▸ **Work to complete**:
The records sit below. Return every line in them that holds the word "RoleDenied".

Collected data entries
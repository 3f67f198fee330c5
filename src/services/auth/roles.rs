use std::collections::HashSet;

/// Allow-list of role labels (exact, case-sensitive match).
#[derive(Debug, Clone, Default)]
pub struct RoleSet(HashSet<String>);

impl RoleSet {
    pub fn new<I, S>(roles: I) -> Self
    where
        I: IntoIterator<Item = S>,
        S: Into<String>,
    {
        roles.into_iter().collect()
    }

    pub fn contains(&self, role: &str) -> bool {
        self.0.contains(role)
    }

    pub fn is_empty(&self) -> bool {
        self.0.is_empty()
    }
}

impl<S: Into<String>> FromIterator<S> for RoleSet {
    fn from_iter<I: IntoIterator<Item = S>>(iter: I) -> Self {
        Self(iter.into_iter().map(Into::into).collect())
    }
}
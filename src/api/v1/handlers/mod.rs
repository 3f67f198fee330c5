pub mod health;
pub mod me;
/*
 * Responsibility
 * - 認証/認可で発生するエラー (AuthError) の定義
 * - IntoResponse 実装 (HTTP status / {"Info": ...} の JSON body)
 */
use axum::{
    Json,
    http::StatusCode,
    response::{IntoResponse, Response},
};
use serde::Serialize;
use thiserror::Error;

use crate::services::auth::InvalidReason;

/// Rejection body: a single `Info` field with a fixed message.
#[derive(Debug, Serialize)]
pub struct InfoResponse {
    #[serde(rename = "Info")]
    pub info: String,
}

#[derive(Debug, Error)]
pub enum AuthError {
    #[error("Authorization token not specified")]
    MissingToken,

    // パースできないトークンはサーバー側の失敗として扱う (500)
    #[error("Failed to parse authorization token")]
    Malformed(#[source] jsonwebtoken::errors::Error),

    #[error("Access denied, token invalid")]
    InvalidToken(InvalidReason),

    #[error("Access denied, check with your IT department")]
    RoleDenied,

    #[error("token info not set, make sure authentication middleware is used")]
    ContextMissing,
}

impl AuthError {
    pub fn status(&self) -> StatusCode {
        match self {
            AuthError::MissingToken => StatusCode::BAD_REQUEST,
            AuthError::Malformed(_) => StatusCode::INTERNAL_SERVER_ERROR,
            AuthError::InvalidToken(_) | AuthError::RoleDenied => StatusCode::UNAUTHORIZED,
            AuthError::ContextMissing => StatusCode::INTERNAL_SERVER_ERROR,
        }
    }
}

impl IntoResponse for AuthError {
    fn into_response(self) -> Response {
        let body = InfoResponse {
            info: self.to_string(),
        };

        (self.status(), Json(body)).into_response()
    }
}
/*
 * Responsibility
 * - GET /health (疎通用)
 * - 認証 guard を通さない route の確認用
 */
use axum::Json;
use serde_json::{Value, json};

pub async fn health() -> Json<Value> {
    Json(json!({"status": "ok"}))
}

▸ **Response to the task**:
    RoleDenied,
            AuthError::InvalidToken(_) | AuthError::RoleDenied => StatusCode::UNAUTHORIZED,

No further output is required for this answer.